En 2016, nous vous parlions de la prometteuse startup chinoise Jide. Lancée grâce à Kickstarter, cette dernière développait Remix OS, une version d'Android totalement compatible avec le desktop. Aujourd'hui, les Chinois abandonnent leur promesse grand public et opèrent un virage à 180 degrés, laissant les investisseurs sur leur faim.

Jide était une aventure de la tech comme on les aime : inopinée, maligne et crowdfundée. Mais comme bien d’autres entreprises ayant commencé sur les bancs de Kickstarter et consorts, elle tire aujourd’hui son chapeau après des années à batailler pour trouver un modèle économique.

Toutefois, Jide ne va pas disparaître : si son projet, Remix OS, est bien abandonné, l’entreprise a trouvé un moyen de survivre.

Ainsi, c’est bien le système d’exploitation que nous avions pu tester il y a déjà plus d’un an qui ne sera plus développé. Ce dernier permettait d’utiliser Android 6.0 sur un appareil de type desktop ou laptop.

Remix OS au placard

La modification assez profonde des Chinois entretenait l’illusion d’une interface adaptée au bureau avec mode fenêtré et barre des tâches, le tout, sous Android.

Les boîtiers du constructeur sont également annulés, ce qui laisse les investisseurs (ou backers) déçus et trahis. Comme de nombreuses autres startups avant elle, Jide n’honorera pas ses commandes Kickstarter.

Néanmoins, une proposition de remboursement est déjà prévue : le 15 août, la société commencera à rendre l’argent à chacun des backers.

À nouveau, l’argent de ces derniers aura permis à une structure de se créer, d’embaucher et de potasser un business model.
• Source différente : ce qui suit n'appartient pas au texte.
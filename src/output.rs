use crate::filter::FilterSelection;
use crate::types::{
    AggregateResults, CategoryDisplayRow, CategoryTotal, DailyDisplayRow, FilterOptions, Kpis,
    RankingDisplayRow, VehicleDisplayRow, VehicleSummaryRow,
};
use crate::util::{format_currency, format_currency_compact, format_int, format_number};
use serde::Serialize;
use std::collections::BTreeSet;
use tabled::{settings::Style, Table, Tabled};

pub const NO_DATA_MESSAGE: &str = "No data matches the selected filters.";

pub fn kpi_lines(k: &Kpis) -> Vec<(&'static str, String)> {
    vec![
        ("Total Bookings", format_int(k.total_bookings)),
        ("Total Booking Value", format_currency_compact(k.total_value)),
        ("Avg Booking Value", format!("₹{:.0}", k.avg_value)),
        ("Total Distance", format!("{} km", format_number(k.total_distance, 0))),
        ("Avg Duration", format!("{:.1} min", k.avg_duration)),
    ]
}

/// Donut-chart rows: value plus its share of the whole.
pub fn category_rows(totals: &[CategoryTotal]) -> Vec<CategoryDisplayRow> {
    let sum: f64 = totals.iter().map(|c| c.value).sum();
    totals
        .iter()
        .map(|c| CategoryDisplayRow {
            category: c.category.clone(),
            value: format_currency(c.value),
            share: if sum > 0.0 {
                format!("{:.1}%", c.value / sum * 100.0)
            } else {
                "0.0%".to_string()
            },
        })
        .collect()
}

pub fn ranking_rows(totals: &[CategoryTotal]) -> Vec<RankingDisplayRow> {
    totals
        .iter()
        .enumerate()
        .map(|(idx, c)| RankingDisplayRow {
            rank: idx + 1,
            location: c.category.clone(),
            value: format_currency(c.value),
        })
        .collect()
}

pub fn vehicle_rows(summary: &[VehicleSummaryRow]) -> Vec<VehicleDisplayRow> {
    summary
        .iter()
        .map(|r| VehicleDisplayRow {
            vehicle_type: r.vehicle_type.clone(),
            bookings: format_int(r.bookings),
            total_value: format_currency(r.total_value),
            avg_value: format!("₹{:.0}", r.avg_value),
        })
        .collect()
}

/// Markdown table for one dashboard panel, or a `(no rows)` marker so an
/// empty breakdown still shows up under its heading.
pub fn render_panel<T: Tabled>(rows: &[T]) -> String {
    if rows.is_empty() {
        return "(no rows)".to_string();
    }
    Table::new(rows).with(Style::markdown()).to_string()
}

fn print_panel<T: Tabled>(title: &str, rows: &[T]) {
    section(title);
    println!("{}\n", render_panel(rows));
}

fn section(title: &str) {
    println!("## {}\n", title);
}

/// Render one full dashboard pass to stdout.
pub fn print_dashboard(results: &AggregateResults) {
    if results.is_empty() {
        println!("{}\n", NO_DATA_MESSAGE);
        return;
    }

    section("Key Performance Indicators");
    for (label, value) in kpi_lines(&results.kpis) {
        println!("{:<20} {}", label, value);
    }
    println!();

    print_panel(
        "Revenue by Payment Type",
        &category_rows(&results.payment_breakdown),
    );
    print_panel(
        "Revenue by Vehicle Type",
        &category_rows(&results.vehicle_breakdown),
    );

    let daily: Vec<DailyDisplayRow> = results
        .daily_totals
        .iter()
        .map(|d| DailyDisplayRow {
            date: d.date.to_string(),
            value: format_currency(d.value),
        })
        .collect();
    print_panel("Total Booking Value Over Time", &daily);

    print_panel(
        "Top 10 Revenue by Pickup Location",
        &ranking_rows(&results.top_pickups),
    );
    print_panel(
        "Top 10 Revenue by Dropoff Location",
        &ranking_rows(&results.top_dropoffs),
    );
    print_panel(
        "Vehicle Summary",
        &vehicle_rows(&results.vehicle_summary),
    );

    let info = &results.info;
    section("Data Info");
    println!("Total Records:    {}", format_int(info.records));
    if let (Some(first), Some(last)) = (info.first_date, info.last_date) {
        println!("Date Range:       {} to {}", first, last);
    }
    println!("Vehicle Types:    {}", info.vehicle_types);
    println!("Pickup Locations: {}\n", info.pickup_locations);
}

pub fn print_json<T: Serialize>(value: &T) -> anyhow::Result<()> {
    println!("{}", serde_json::to_string_pretty(value)?);
    Ok(())
}

fn join_or_all(values: &BTreeSet<String>) -> String {
    if values.is_empty() {
        "All".to_string()
    } else {
        values.iter().cloned().collect::<Vec<_>>().join(", ")
    }
}

pub fn print_selection(sel: &FilterSelection) {
    println!(
        "Filters: {} to {} | pickup: {} | dropoff: {} | vehicle: {}\n",
        sel.dates.start,
        sel.dates.end,
        join_or_all(&sel.pickups),
        join_or_all(&sel.dropoffs),
        join_or_all(&sel.vehicle_types)
    );
}

pub fn print_filter_options(opts: &FilterOptions) {
    if let Some((lo, hi)) = opts.date_bounds {
        println!("Dates: {} to {}", lo, hi);
    }
    println!("Pickup locations ({}): {}", opts.pickups.len(), join_or_all(&opts.pickups));
    println!("Dropoff locations ({}): {}", opts.dropoffs.len(), join_or_all(&opts.dropoffs));
    println!(
        "Vehicle types ({}): {}\n",
        opts.vehicle_types.len(),
        join_or_all(&opts.vehicle_types)
    );
}
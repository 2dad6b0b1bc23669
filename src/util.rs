// Parsing and formatting helpers.
//
// Everything that touches raw CSV text or human-facing number strings lives
// here so the loader and the reports can work with typed values only.
use chrono::{NaiveDate, NaiveDateTime, NaiveTime};
use num_format::{Locale, ToFormattedString};

const DATE_FORMATS: &[&str] = &["%Y-%m-%d", "%d-%m-%Y", "%m/%d/%Y"];
const TIME_FORMATS: &[&str] = &["%H:%M:%S", "%H:%M"];

/// Numeric cell from the bookings export (`Booking Value`, `Ride Distance`,
/// `Avg CTAT`). Thousands separators are dropped and scientific notation is
/// accepted. Blank cells, the export's `null` marker and non-finite values
/// (`NaN`, `inf`) give `None`.
pub fn parse_f64_safe(s: Option<&str>) -> Option<f64> {
    let s = s?.trim();
    if s.is_empty() || is_null_marker(s) {
        return None;
    }
    s.replace(',', "")
        .parse::<f64>()
        .ok()
        .filter(|v| v.is_finite())
}

/// Like [`parse_f64_safe`] but also rejects negative amounts.
pub fn parse_non_negative(s: Option<&str>) -> Option<f64> {
    parse_f64_safe(s).filter(|v| *v >= 0.0)
}

pub fn parse_date_safe(s: Option<&str>) -> Option<NaiveDate> {
    let s = s?.trim();
    if s.is_empty() {
        return None;
    }
    DATE_FORMATS
        .iter()
        .find_map(|fmt| NaiveDate::parse_from_str(s, fmt).ok())
}

/// Combine the separate date and time cells into one timestamp.
///
/// A blank time means midnight. A date cell that already carries a time
/// (`2024-03-23 12:29:38`) is accepted when the time cell is blank. Anything
/// unparseable yields `None`.
pub fn parse_datetime_safe(date: Option<&str>, time: Option<&str>) -> Option<NaiveDateTime> {
    let date = date?.trim();
    let time = time.map(str::trim).unwrap_or("");

    if time.is_empty() {
        if let Some((d, t)) = date.split_once(' ') {
            let day = parse_date_safe(Some(d))?;
            return parse_time_safe(t).map(|t| day.and_time(t));
        }
        return parse_date_safe(Some(date)).map(|d| d.and_time(NaiveTime::MIN));
    }

    let day = parse_date_safe(Some(date))?;
    parse_time_safe(time).map(|t| day.and_time(t))
}

fn parse_time_safe(s: &str) -> Option<NaiveTime> {
    let s = s.trim();
    TIME_FORMATS
        .iter()
        .find_map(|fmt| NaiveTime::parse_from_str(s, fmt).ok())
}

/// The export writes missing cells as `null`.
fn is_null_marker(s: &str) -> bool {
    s.eq_ignore_ascii_case("null")
}

/// Trimmed categorical value, or `None` when the cell is missing, blank or
/// `null`.
pub fn clean_text(s: Option<&str>) -> Option<String> {
    let s = s?.trim();
    if s.is_empty() || is_null_marker(s) {
        None
    } else {
        Some(s.to_string())
    }
}

pub fn mean(v: &[f64]) -> f64 {
    // Returns 0 for an empty slice to avoid NaNs.
    if v.is_empty() {
        return 0.0;
    }
    let sum: f64 = v.iter().copied().sum();
    sum / v.len() as f64
}

/// Amount or distance for the dashboard: `decimals` places with `en`
/// digit grouping (`2,437,812.40`). A value that rounds to zero has no sign.
pub fn format_number(n: f64, decimals: usize) -> String {
    let fixed = format!("{:.*}", decimals, n.abs());
    let (whole, frac) = match fixed.split_once('.') {
        Some((w, f)) => (w, Some(f)),
        None => (fixed.as_str(), None),
    };
    let grouped = whole
        .parse::<u64>()
        .map(|w| w.to_formatted_string(&Locale::en))
        .unwrap_or_else(|_| whole.to_string());
    let rounds_to_zero = fixed.bytes().all(|b| b == b'0' || b == b'.');
    let sign = if n < 0.0 && !rounds_to_zero { "-" } else { "" };
    match frac {
        Some(f) => format!("{sign}{grouped}.{f}"),
        None => format!("{sign}{grouped}"),
    }
}

/// Booking counts and row totals (`93,000`).
pub fn format_int<T>(n: T) -> String
where
    T: ToFormattedString,
{
    n.to_formatted_string(&Locale::en)
}

/// Rupee amount for the KPI strip: `₹1.23M` from one million up,
/// `₹12,345` below.
pub fn format_currency_compact(value: f64) -> String {
    if value >= 1_000_000.0 {
        format!("₹{:.2}M", value / 1_000_000.0)
    } else {
        format!("₹{}", format_number(value, 0))
    }
}

pub fn format_currency(value: f64) -> String {
    format!("₹{}", format_number(value, 0))
}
Toutefois, Jide déçoit puisque son nouveau modèle économique est aux antipodes de sa promesse initiale : la startup se tournerait en effet vers le marché professionnel.

L’entreprise explique ainsi dans un communiqué : « Au cours des dernières années, nous avons reçu un nombre grandissant de demandes de la part d’entreprises dans divers secteurs, et nous avons commencé à les aider à créer des outils pour leurs organisations.  » Lucide sur ses capacités de financement, la marque conclut : « Étant donné nos ressources existantes, nous avons décidé de recentrer notre travail.  »

La décision rappelle le changement récent de business model de l’Anglais Canonical. La firme qui développait plusieurs solutions grand public en matière de système d’exploitation (Ubuntu et l’Ubuntu Phone) a également abandonné ses activités pour se concentrer sur le marché professionnel.